== EXERCISE REQUIREMENTS ==
Copy nothing from the entries below except the lines from the one containing "filename src/session/resolver.rs" through the one containing "use std::sync::Arc;", and copy those exactly.

== RECORDS SHOWN ==
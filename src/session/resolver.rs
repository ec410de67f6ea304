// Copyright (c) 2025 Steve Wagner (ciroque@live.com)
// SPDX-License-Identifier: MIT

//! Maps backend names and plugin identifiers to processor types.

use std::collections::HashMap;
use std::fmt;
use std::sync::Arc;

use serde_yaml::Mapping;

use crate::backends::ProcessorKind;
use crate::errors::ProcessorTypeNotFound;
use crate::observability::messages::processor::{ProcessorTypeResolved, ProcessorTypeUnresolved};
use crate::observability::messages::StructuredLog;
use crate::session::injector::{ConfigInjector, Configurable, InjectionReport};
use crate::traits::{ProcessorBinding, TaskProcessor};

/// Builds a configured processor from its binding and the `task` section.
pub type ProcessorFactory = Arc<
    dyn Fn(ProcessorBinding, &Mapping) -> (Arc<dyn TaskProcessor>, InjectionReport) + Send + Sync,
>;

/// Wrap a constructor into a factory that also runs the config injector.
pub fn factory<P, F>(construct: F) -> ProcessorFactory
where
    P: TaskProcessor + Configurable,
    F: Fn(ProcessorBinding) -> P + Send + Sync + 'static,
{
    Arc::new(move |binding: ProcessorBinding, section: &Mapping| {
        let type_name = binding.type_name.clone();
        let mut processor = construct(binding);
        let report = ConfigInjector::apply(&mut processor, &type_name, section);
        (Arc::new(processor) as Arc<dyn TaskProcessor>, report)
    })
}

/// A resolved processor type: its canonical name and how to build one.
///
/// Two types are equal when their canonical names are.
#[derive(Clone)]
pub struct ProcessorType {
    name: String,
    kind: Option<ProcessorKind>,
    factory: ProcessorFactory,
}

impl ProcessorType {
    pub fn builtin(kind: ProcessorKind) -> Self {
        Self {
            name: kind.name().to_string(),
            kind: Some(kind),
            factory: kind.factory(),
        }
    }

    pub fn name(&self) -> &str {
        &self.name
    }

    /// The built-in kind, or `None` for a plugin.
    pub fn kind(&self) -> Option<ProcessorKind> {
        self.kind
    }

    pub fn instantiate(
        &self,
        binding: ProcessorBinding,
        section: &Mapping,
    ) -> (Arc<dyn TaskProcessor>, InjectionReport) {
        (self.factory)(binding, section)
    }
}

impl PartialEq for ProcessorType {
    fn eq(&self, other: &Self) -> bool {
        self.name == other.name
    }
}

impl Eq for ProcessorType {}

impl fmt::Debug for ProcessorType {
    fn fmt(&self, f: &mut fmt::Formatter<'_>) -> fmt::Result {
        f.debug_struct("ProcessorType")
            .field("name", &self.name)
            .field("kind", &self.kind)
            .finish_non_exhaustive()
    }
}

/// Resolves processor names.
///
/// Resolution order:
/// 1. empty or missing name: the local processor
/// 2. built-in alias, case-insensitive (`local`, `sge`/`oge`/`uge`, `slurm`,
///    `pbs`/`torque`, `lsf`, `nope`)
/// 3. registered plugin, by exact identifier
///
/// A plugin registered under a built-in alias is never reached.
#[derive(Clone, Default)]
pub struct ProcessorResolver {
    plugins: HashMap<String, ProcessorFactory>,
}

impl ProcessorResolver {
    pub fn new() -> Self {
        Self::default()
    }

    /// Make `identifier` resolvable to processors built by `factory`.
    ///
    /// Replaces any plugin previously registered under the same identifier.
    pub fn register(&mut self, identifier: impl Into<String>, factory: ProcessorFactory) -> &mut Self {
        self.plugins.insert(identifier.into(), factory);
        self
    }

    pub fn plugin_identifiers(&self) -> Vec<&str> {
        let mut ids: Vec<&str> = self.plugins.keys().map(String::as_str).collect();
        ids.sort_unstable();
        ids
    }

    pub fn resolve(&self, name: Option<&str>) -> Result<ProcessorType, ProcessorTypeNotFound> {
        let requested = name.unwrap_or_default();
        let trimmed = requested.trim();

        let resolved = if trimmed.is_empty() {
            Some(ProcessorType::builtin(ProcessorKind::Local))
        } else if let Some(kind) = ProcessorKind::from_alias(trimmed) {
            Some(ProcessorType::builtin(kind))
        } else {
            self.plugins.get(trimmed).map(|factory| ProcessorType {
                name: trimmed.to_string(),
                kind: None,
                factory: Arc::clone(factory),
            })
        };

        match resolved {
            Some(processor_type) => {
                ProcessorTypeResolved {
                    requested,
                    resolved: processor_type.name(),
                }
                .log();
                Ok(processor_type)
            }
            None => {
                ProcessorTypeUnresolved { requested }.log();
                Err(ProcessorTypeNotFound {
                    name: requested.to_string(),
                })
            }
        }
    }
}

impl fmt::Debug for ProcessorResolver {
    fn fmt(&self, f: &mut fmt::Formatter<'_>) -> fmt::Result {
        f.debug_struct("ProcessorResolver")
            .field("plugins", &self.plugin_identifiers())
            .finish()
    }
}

...

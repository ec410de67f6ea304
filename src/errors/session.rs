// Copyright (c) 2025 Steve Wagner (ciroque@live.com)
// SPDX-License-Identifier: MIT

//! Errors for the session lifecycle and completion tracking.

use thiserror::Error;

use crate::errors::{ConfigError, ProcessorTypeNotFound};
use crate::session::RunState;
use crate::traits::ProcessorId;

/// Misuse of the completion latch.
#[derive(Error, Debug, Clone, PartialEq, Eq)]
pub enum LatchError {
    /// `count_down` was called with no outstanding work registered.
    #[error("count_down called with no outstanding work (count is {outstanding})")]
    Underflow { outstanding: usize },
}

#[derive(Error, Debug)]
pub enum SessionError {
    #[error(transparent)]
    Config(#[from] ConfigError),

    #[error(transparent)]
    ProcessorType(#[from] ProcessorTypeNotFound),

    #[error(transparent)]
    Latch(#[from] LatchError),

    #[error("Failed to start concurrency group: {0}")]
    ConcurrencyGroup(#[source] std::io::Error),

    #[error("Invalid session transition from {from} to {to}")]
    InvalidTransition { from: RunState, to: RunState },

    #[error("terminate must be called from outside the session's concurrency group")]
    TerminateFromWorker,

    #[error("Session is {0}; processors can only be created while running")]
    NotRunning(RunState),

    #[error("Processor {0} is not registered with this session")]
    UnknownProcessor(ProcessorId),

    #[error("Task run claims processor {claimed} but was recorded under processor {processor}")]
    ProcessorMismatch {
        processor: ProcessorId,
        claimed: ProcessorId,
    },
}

== OUTPUT FOR THIS TASK ==
filename src/session/resolver.rs
repository ec410de67f6ea304
// Copyright (c) 2025 Steve Wagner (ciroque@live.com)
// SPDX-License-Identifier: MIT

//! Maps backend names and plugin identifiers to processor types.

use std::collections::HashMap;
use std::fmt;
use std::sync::Arc;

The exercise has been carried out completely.